**Exercise brief**
Repeat the lines below exactly as written, please, from the line with "Function) -> CellAssessment" to the line with "let address = CellAddress::new(category, function);", both lines included, and no others.

**Stored data**
______

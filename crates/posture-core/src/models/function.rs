use serde::{Deserialize, Serialize};
use std::fmt;
use std::str::FromStr;
use ts_rs::TS;

use crate::errors::ModelError;

/// Defence lifecycle function. One column of the assessment grid.
#[derive(Debug, Clone, Copy, PartialEq, Eq, Hash, PartialOrd, Ord, Serialize, Deserialize, TS)]
#[ts(export)]
#[serde(rename_all = "lowercase")]
pub enum Function {
    Identify,
    Protect,
    Detect,
    Respond,
    Recover,
}

impl Function {
    /// All functions in grid order (leftmost column first).
    pub const ALL: [Function; 5] = [
        Self::Identify,
        Self::Protect,
        Self::Detect,
        Self::Respond,
        Self::Recover,
    ];

    /// Display name.
    pub fn name(self) -> &'static str {
        match self {
            Self::Identify => "Identify",
            Self::Protect => "Protect",
            Self::Detect => "Detect",
            Self::Respond => "Respond",
            Self::Recover => "Recover",
        }
    }

    /// Two-letter short code, e.g. `ID` for Identify.
    pub fn code(self) -> &'static str {
        match self {
            Self::Identify => "ID",
            Self::Protect => "PR",
            Self::Detect => "DE",
            Self::Respond => "RS",
            Self::Recover => "RC",
        }
    }

    /// Zero-based column index in the grid.
    pub fn index(self) -> usize {
        match self {
            Self::Identify => 0,
            Self::Protect => 1,
            Self::Detect => 2,
            Self::Respond => 3,
            Self::Recover => 4,
        }
    }
}

impl fmt::Display for Function {
    fn fmt(&self, f: &mut fmt::Formatter<'_>) -> fmt::Result {
        f.write_str(self.name())
    }
}

/// Accepts the full name or the short code, case-insensitively.
impl FromStr for Function {
    type Err = ModelError;

    fn from_str(s: &str) -> Result<Self, Self::Err> {
        let wanted = s.trim();
        Self::ALL
            .into_iter()
            .find(|f| {
                f.name().eq_ignore_ascii_case(wanted) || f.code().eq_ignore_ascii_case(wanted)
            })
            .ok_or_else(|| ModelError::UnknownFunction {
                value: s.to_string(),
            })
    }
}
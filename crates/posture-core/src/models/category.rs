use serde::{Deserialize, Serialize};
use std::fmt;
use std::str::FromStr;
use ts_rs::TS;

use crate::errors::ModelError;

/// Asset category. One row of the assessment grid.
#[derive(Debug, Clone, Copy, PartialEq, Eq, Hash, PartialOrd, Ord, Serialize, Deserialize, TS)]
#[ts(export)]
#[serde(rename_all = "lowercase")]
pub enum Category {
    Device,
    Application,
    Network,
    Data,
    User,
}

impl Category {
    /// All categories in grid order (top row first).
    pub const ALL: [Category; 5] = [
        Self::Device,
        Self::Application,
        Self::Network,
        Self::Data,
        Self::User,
    ];

    /// Display name.
    pub fn name(self) -> &'static str {
        match self {
            Self::Device => "Device",
            Self::Application => "Application",
            Self::Network => "Network",
            Self::Data => "Data",
            Self::User => "User",
        }
    }

    /// Zero-based row index in the grid.
    pub fn index(self) -> usize {
        match self {
            Self::Device => 0,
            Self::Application => 1,
            Self::Network => 2,
            Self::Data => 3,
            Self::User => 4,
        }
    }
}

impl fmt::Display for Category {
    fn fmt(&self, f: &mut fmt::Formatter<'_>) -> fmt::Result {
        f.write_str(self.name())
    }
}

impl FromStr for Category {
    type Err = ModelError;

    fn from_str(s: &str) -> Result<Self, Self::Err> {
        let wanted = s.trim();
        Self::ALL
            .into_iter()
            .find(|c| c.name().eq_ignore_ascii_case(wanted))
            .ok_or_else(|| ModelError::UnknownCategory {
                value: s.to_string(),
            })
    }
}
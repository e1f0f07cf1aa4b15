//! # posture-session
//!
//! Each assessment session owns its own `AssetStore`. The manager hands out
//! scoped access through closures so no lock guard escapes the map.

pub mod manager;
pub mod session;

pub use manager::SessionManager;
pub use session::Session;
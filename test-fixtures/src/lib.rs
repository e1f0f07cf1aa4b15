//! Test fixture loader for Posture golden scenarios.
//!
//! Provides typed deserialization of the fixture JSON files and helper
//! functions for loading them in tests across crates.

use serde::de::DeserializeOwned;
use serde::Deserialize;
use std::path::PathBuf;

use posture_core::models::{Asset, Category, CellStatus, Function};

/// Root directory of the test-fixtures folder.
fn fixtures_root() -> PathBuf {
    // Works from any crate in the workspace: walk up to find test-fixtures.
    let manifest_dir = std::env::var("CARGO_MANIFEST_DIR").unwrap_or_else(|_| ".".to_string());
    let mut path = PathBuf::from(&manifest_dir);

    while !path.join("test-fixtures").join("golden").exists() {
        if !path.pop() {
            panic!(
                "Could not find test-fixtures directory from CARGO_MANIFEST_DIR={}",
                manifest_dir
            );
        }
    }
    path.join("test-fixtures")
}

/// Load and deserialize a JSON fixture file.
///
/// # Panics
/// Panics if the file doesn't exist or can't be deserialized.
pub fn load_fixture<T: DeserializeOwned>(relative_path: &str) -> T {
    let path = fixtures_root().join(relative_path);
    let content = std::fs::read_to_string(&path)
        .unwrap_or_else(|e| panic!("Failed to read fixture {}: {}", path.display(), e));
    serde_json::from_str(&content)
        .unwrap_or_else(|e| panic!("Failed to parse fixture {}: {}", path.display(), e))
}

/// Load a fixture file as raw text.
pub fn load_fixture_text(relative_path: &str) -> String {
    let path = fixtures_root().join(relative_path);
    std::fs::read_to_string(&path)
        .unwrap_or_else(|e| panic!("Failed to read fixture {}: {}", path.display(), e))
}

/// Check that a fixture file exists.
pub fn fixture_exists(relative_path: &str) -> bool {
    fixtures_root().join(relative_path).exists()
}

/// List all JSON files in a fixture subdirectory, sorted by name.
pub fn list_fixtures(subdir: &str) -> Vec<PathBuf> {
    let dir = fixtures_root().join(subdir);
    let Ok(read) = std::fs::read_dir(&dir) else {
        return Vec::new();
    };
    let mut files: Vec<PathBuf> = read
        .filter_map(|e| e.ok())
        .map(|e| e.path())
        .filter(|p| p.extension().is_some_and(|ext| ext == "json"))
        .collect();
    files.sort();
    files
}

// --- Golden scenario types ---

/// A raw score as recorded by the UI; may be out of range on purpose.
#[derive(Debug, Clone, Deserialize)]
pub struct ScoreInput {
    pub asset_name: String,
    pub function: Function,
    pub tier: u8,
}

/// Expected status of one cell.
#[derive(Debug, Clone, Deserialize)]
pub struct ExpectedCell {
    pub category: Category,
    pub function: Function,
    pub status: CellStatus,
}

/// One golden scenario: an inventory, its scores, and the expected cells.
#[derive(Debug, Clone, Deserialize)]
pub struct GoldenScenario {
    pub name: String,
    #[serde(default)]
    pub description: String,
    pub assets: Vec<Asset>,
    #[serde(default)]
    pub scores: Vec<ScoreInput>,
    pub expected: Vec<ExpectedCell>,
    /// Expected flagged cells in grid order, when the scenario checks them.
    #[serde(default)]
    pub expected_flagged: Option<Vec<(Category, Function)>>,
}

/// Load every golden scenario under `golden/`.
pub fn golden_scenarios() -> Vec<GoldenScenario> {
    list_fixtures("golden")
        .iter()
        .flat_map(|path| {
            let name = path
                .file_name()
                .and_then(|n| n.to_str())
                .unwrap_or_default()
                .to_string();
            load_fixture::<Vec<GoldenScenario>>(&format!("golden/{name}"))
        })
        .collect()
}
use crate::models::CellAddress;

/// Static, read-only lookup from grid cell to an ordered vendor list.
pub trait IVendorCatalog {
    /// Vendors for a cell in catalog order. Unknown cells return an empty slice.
    fn vendors(&self, cell: CellAddress) -> &[String];
}
//! RiskEngine — per-cell aggregation over an asset store.

use tracing::debug;

use posture_core::constants::{
    CROWN_SAFE_TIER, TIER_2_THRESHOLD, TIER_3_THRESHOLD, TIER_4_THRESHOLD,
};
use posture_core::models::{CellAddress, CellAssessment, CellStatus, Category, Function};
use posture_core::traits::IAssetStore;
use posture_observability::{classify_span, heat_map_span};

use crate::heat_map::HeatMap;

/// Stateless engine classifying grid cells. Pure: reads the store, never writes it.
pub struct RiskEngine;

impl RiskEngine {
    /// Classify one cell.
    pub fn classify<S>(store: &S, category: Category, function: Function) -> CellStatus
    where
        S: IAssetStore + ?Sized,
    {
        Self::assess(store, category, function).status
    }

    /// Classify one cell and keep the figures behind the status.
    pub fn assess<S>(store: &S, category: Category, function: Function) -> CellAssessment
    where
        S: IAssetStore + ?Sized,
    {
        let _span = classify_span!(category, function).entered();
        let address = CellAddress::new(category, function);

        let assets = store.assets_in_category(category);
        if assets.is_empty() {
            return unassessed(address, CellStatus::NoAsset);
        }

        let mut scores: Vec<u8> = Vec::with_capacity(assets.len());
        let mut details = Vec::new();
        let mut crown_risk = false;

        for asset in assets {
            let tier = store.get_score(&asset.name, function);
            // Zero means not applicable and takes no part, not even in the crown check.
            if !tier.is_scored() {
                continue;
            }
            scores.push(tier.value());
            details.push(format!("{}: {}", asset.name, tier));
            if asset.is_crown_jewel && tier.value() < CROWN_SAFE_TIER {
                crown_risk = true;
            }
        }

        if scores.is_empty() {
            return unassessed(address, CellStatus::NotAssessed);
        }

        let sum: u32 = scores.iter().map(|&s| u32::from(s)).sum();
        let average = f64::from(sum) / scores.len() as f64;
        let status = if crown_risk {
            CellStatus::CrownRisk
        } else {
            tier_for_average(average)
        };

        debug!(
            cell = %address,
            scored = scores.len(),
            average,
            crown_risk,
            ?status,
            "cell classified"
        );

        CellAssessment {
            address,
            status,
            severity: status.severity(),
            average: Some(average),
            details,
        }
    }

    /// Assess all 25 cells in grid order.
    pub fn heat_map<S>(store: &S) -> HeatMap
    where
        S: IAssetStore + ?Sized,
    {
        let _span = heat_map_span!(store.asset_count()).entered();
        let cells = CellAddress::grid()
            .map(|cell| Self::assess(store, cell.category, cell.function))
            .collect();
        HeatMap::from_cells(cells)
    }
}

/// Map a mean score to a tier on half-open intervals; boundaries round up.
pub fn tier_for_average(average: f64) -> CellStatus {
    if average < TIER_2_THRESHOLD {
        CellStatus::Tier1
    } else if average < TIER_3_THRESHOLD {
        CellStatus::Tier2
    } else if average < TIER_4_THRESHOLD {
        CellStatus::Tier3
    } else {
        CellStatus::Tier4
    }
}

fn unassessed(address: CellAddress, status: CellStatus) -> CellAssessment {
    CellAssessment {
        address,
        status,
        severity: status.severity(),
        average: None,
        details: Vec::new(),
    }
}
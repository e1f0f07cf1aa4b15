use super::error_code::{self, PostureErrorCode};

/// Errors parsing grid vocabulary and grid payloads.
#[derive(Debug, Clone, PartialEq, Eq, thiserror::Error)]
pub enum ModelError {
    #[error("unknown asset category: {value}")]
    UnknownCategory { value: String },

    #[error("unknown defence function: {value}")]
    UnknownFunction { value: String },

    #[error("malformed heat map: {reason}")]
    MalformedHeatMap { reason: String },
}

impl PostureErrorCode for ModelError {
    fn error_code(&self) -> &'static str {
        error_code::MODEL_ERROR
    }
}
//! Top-level Posture configuration with layered resolution.

use std::path::Path;

use serde::{Deserialize, Serialize};

use super::{defaults, ObservabilityConfig, RecommendationConfig, SessionConfig};
use crate::errors::ConfigError;

/// Top-level configuration aggregating all sub-configs.
///
/// Resolution order (highest priority first):
/// 1. Environment variables (`POSTURE_*`)
/// 2. Project config (`posture.toml` in the given root)
/// 3. Compiled defaults
#[derive(Debug, Clone, Serialize, Deserialize, Default)]
#[serde(default)]
pub struct PostureConfig {
    pub recommendation: RecommendationConfig,
    pub session: SessionConfig,
    pub observability: ObservabilityConfig,
}

impl PostureConfig {
    /// Load configuration for a project root, reading the process environment.
    pub fn load(root: &Path) -> Result<Self, ConfigError> {
        Self::load_with_env(root, |key| std::env::var(key).ok())
    }

    /// Load configuration with an explicit environment lookup.
    pub fn load_with_env<F>(root: &Path, env: F) -> Result<Self, ConfigError>
    where
        F: Fn(&str) -> Option<String>,
    {
        let path = root.join(defaults::PROJECT_CONFIG_FILENAME);
        let mut config = if path.exists() {
            Self::from_file(&path)?
        } else {
            Self::default()
        };

        Self::apply_env_overrides(&mut config, env)?;
        Self::validate(&config)?;
        Ok(config)
    }

    /// Load configuration from a TOML string.
    pub fn from_toml(toml_str: &str) -> Result<Self, ConfigError> {
        toml::from_str(toml_str).map_err(|e| ConfigError::ParseError {
            path: "<string>".to_string(),
            message: e.to_string(),
        })
    }

    /// Load configuration from a TOML file. Missing keys fall back to defaults.
    pub fn from_file(path: &Path) -> Result<Self, ConfigError> {
        let content = std::fs::read_to_string(path).map_err(|_| ConfigError::FileNotFound {
            path: path.display().to_string(),
        })?;
        toml::from_str(&content).map_err(|e| ConfigError::ParseError {
            path: path.display().to_string(),
            message: e.to_string(),
        })
    }

    /// Validate the configuration values.
    pub fn validate(config: &PostureConfig) -> Result<(), ConfigError> {
        let limit = config.recommendation.preview_limit;
        if limit == 0 || limit > defaults::MAX_PREVIEW_LIMIT {
            return Err(ConfigError::ValidationFailed {
                field: "recommendation.preview_limit".to_string(),
                message: format!("must be between 1 and {}", defaults::MAX_PREVIEW_LIMIT),
            });
        }
        if config.session.idle_timeout_secs == 0 {
            return Err(ConfigError::ValidationFailed {
                field: "session.idle_timeout_secs".to_string(),
                message: "must be greater than 0".to_string(),
            });
        }
        if config.session.max_sessions == 0 {
            return Err(ConfigError::ValidationFailed {
                field: "session.max_sessions".to_string(),
                message: "must be greater than 0".to_string(),
            });
        }
        const LEVELS: [&str; 5] = ["trace", "debug", "info", "warn", "error"];
        if !LEVELS.contains(&config.observability.log_level.to_ascii_lowercase().as_str()) {
            return Err(ConfigError::ValidationFailed {
                field: "observability.log_level".to_string(),
                message: format!("must be one of {}", LEVELS.join(", ")),
            });
        }
        Ok(())
    }

    fn apply_env_overrides<F>(config: &mut PostureConfig, env: F) -> Result<(), ConfigError>
    where
        F: Fn(&str) -> Option<String>,
    {
        if let Some(raw) = env(defaults::ENV_PREVIEW_LIMIT) {
            config.recommendation.preview_limit = parse_env(defaults::ENV_PREVIEW_LIMIT, &raw)?;
        }
        if let Some(raw) = env(defaults::ENV_SESSION_IDLE_TIMEOUT_SECS) {
            config.session.idle_timeout_secs =
                parse_env(defaults::ENV_SESSION_IDLE_TIMEOUT_SECS, &raw)?;
        }
        if let Some(level) = env(defaults::ENV_LOG_LEVEL) {
            config.observability.log_level = level.trim().to_string();
        }
        Ok(())
    }
}

fn parse_env<T: std::str::FromStr>(key: &str, raw: &str) -> Result<T, ConfigError> {
    raw.trim().parse().map_err(|_| ConfigError::ValidationFailed {
        field: key.to_string(),
        message: format!("not a valid number: {raw}"),
    })
}
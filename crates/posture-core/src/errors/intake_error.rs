use super::error_code::{self, PostureErrorCode};

/// Bulk text import errors.
#[derive(Debug, Clone, PartialEq, Eq, thiserror::Error)]
pub enum IntakeError {
    #[error("no asset lines found in input")]
    EmptyInput,
}

impl PostureErrorCode for IntakeError {
    fn error_code(&self) -> &'static str {
        error_code::INTAKE_ERROR
    }
}
use axum::{http::HeaderValue, Extension, Router};
use std::sync::Arc;
use tower_http::cors::CorsLayer;

mod credentials;
mod db;
mod error;
mod gemini_client;
mod handlers;
mod memory;
mod message_store;
mod middleware;
mod models;
mod orchestrator;

// AppState holds the database connection pool, the credential service,
// and the turn orchestrator (which owns the AI and vector store clients).
pub struct AppState {
    pub db_pool: sqlx::PgPool,
    pub credentials: credentials::CredentialService,
    pub orchestrator: orchestrator::TurnOrchestrator,
}

#[tokio::main]
async fn main() {
    // Load environment variables from .env file
    dotenvy::dotenv().ok();

    init_logging().expect("Failed to initialize logging");

    // Create the database connection pool and run migrations
    let db_pool = db::create_pool()
        .await
        .expect("Failed to create database pool.");

    let jwt_secret = std::env::var("JWT_SECRET").expect("JWT_SECRET must be set");
    let credential_service = credentials::CredentialService::new(jwt_secret);

    let gemini_api_key = std::env::var("GEMINI_API_KEY").expect("GEMINI_API_KEY must be set");
    let gemini_client = gemini_client::GeminiClient::new(gemini_api_key);

    // Qdrant holds the long-term memory; the turn pipeline cannot run
    // without it, so initialization failures are fatal.
    let qdrant_url =
        std::env::var("QDRANT_URL").unwrap_or_else(|_| "http://localhost:6334".to_string());
    let qdrant_api_key = std::env::var("QDRANT_API_KEY").ok();

    tracing::info!("Connecting to Qdrant at {}", qdrant_url);
    let memory_index = memory::QdrantMemoryIndex::new(&qdrant_url, qdrant_api_key)
        .expect("Failed to create Qdrant client");
    memory_index
        .ensure_collection()
        .await
        .expect("Failed to initialize Qdrant collection");
    tracing::info!("Qdrant memory index ready");

    let message_store = message_store::PgMessageStore::new(db_pool.clone());

    // The Gemini client serves as both the embedder and the generator.
    let turn_orchestrator = orchestrator::TurnOrchestrator::new(
        Arc::new(message_store),
        Arc::new(gemini_client.clone()),
        Arc::new(gemini_client),
        Arc::new(memory_index),
    );

    let shared_state = Arc::new(AppState {
        db_pool,
        credentials: credential_service,
        orchestrator: turn_orchestrator,
    });

    // Build our application with all routes and shared state
    let app = Router::new()
        .merge(handlers::auth::auth_routes())
        .merge(handlers::chat::chat_routes())
        .route("/api/status", axum::routing::get(api_status))
        .merge(handlers::ui::ui_routes())
        .layer(axum::middleware::from_fn(
            middleware::logging::request_logging_middleware,
        ))
        .layer(cors_layer())
        .layer(Extension(shared_state));

    let port = std::env::var("PORT").unwrap_or_else(|_| "3000".to_string());
    let listener = tokio::net::TcpListener::bind(format!("0.0.0.0:{}", port))
        .await
        .expect("Failed to bind listener");
    tracing::info!("listening on {}", listener.local_addr().unwrap());
    axum::serve(listener, app).await.unwrap();
}

/// CORS for the cross-origin SPA: explicit origin allowlist because the
/// session cookie requires credentialed requests (a wildcard origin
/// cannot be combined with credentials).
fn cors_layer() -> CorsLayer {
    let origins = std::env::var("CORS_ALLOWED_ORIGINS")
        .unwrap_or_else(|_| "http://localhost:5173".to_string());
    let origins: Vec<HeaderValue> = origins
        .split(',')
        .filter_map(|origin| origin.trim().parse().ok())
        .collect();

    CorsLayer::new()
        .allow_origin(origins)
        .allow_methods([axum::http::Method::GET, axum::http::Method::POST])
        .allow_headers([axum::http::header::CONTENT_TYPE])
        .allow_credentials(true)
}

// Production-grade logging configuration
fn init_logging() -> Result<(), Box<dyn std::error::Error>> {
    use tracing_subscriber::{fmt, layer::SubscriberExt, util::SubscriberInitExt, EnvFilter, Layer};

    let log_level = std::env::var("RUST_LOG").unwrap_or_else(|_| {
        if cfg!(debug_assertions) {
            "debug,chat_backend=trace,sqlx=info,reqwest=info,hyper=info,tower=info".to_string()
        } else {
            "info,chat_backend=info,sqlx=warn,reqwest=warn,hyper=warn,tower=warn".to_string()
        }
    });

    let env_filter = EnvFilter::try_from_default_env().or_else(|_| EnvFilter::try_new(&log_level))?;

    // JSON logging for production log aggregation, human-readable otherwise
    let fmt_layer = if std::env::var("LOG_FORMAT").as_deref() == Ok("json") {
        fmt::layer()
            .json()
            .with_current_span(true)
            .with_span_list(false)
            .with_target(true)
            .boxed()
    } else {
        fmt::layer()
            .with_target(true)
            .with_file(true)
            .with_line_number(true)
            .boxed()
    };

    tracing_subscriber::registry()
        .with(env_filter)
        .with(fmt_layer)
        .init();

    tracing::info!("Chat backend starting up...");
    tracing::info!("Version: {}", env!("CARGO_PKG_VERSION"));
    tracing::info!(
        "Build mode: {}",
        if cfg!(debug_assertions) {
            "development"
        } else {
            "production"
        }
    );

    Ok(())
}

// API Status endpoint
async fn api_status(
    Extension(state): Extension<Arc<AppState>>,
) -> axum::response::Json<serde_json::Value> {
    use serde_json::json;

    let db_status = match sqlx::query("SELECT 1").fetch_one(&state.db_pool).await {
        Ok(_) => "healthy",
        Err(_) => "unhealthy",
    };

    axum::response::Json(json!({
        "status": "operational",
        "version": env!("CARGO_PKG_VERSION"),
        "services": {
            "database": db_status,
        },
        "endpoints": {
            "status": "/api/status",
            "websocket": "/ws",
            "auth": "/api/auth/*",
            "chat": "/api/chat/*"
        }
    }))
}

______

**Expected answer**
    pub fn assess<S>(store: &S, category: Category, function: Function) -> CellAssessment
    where
        S: IAssetStore + ?Sized,
    {
        let _span = classify_span!(category, function).entered();
        let address = CellAddress::new(category, function);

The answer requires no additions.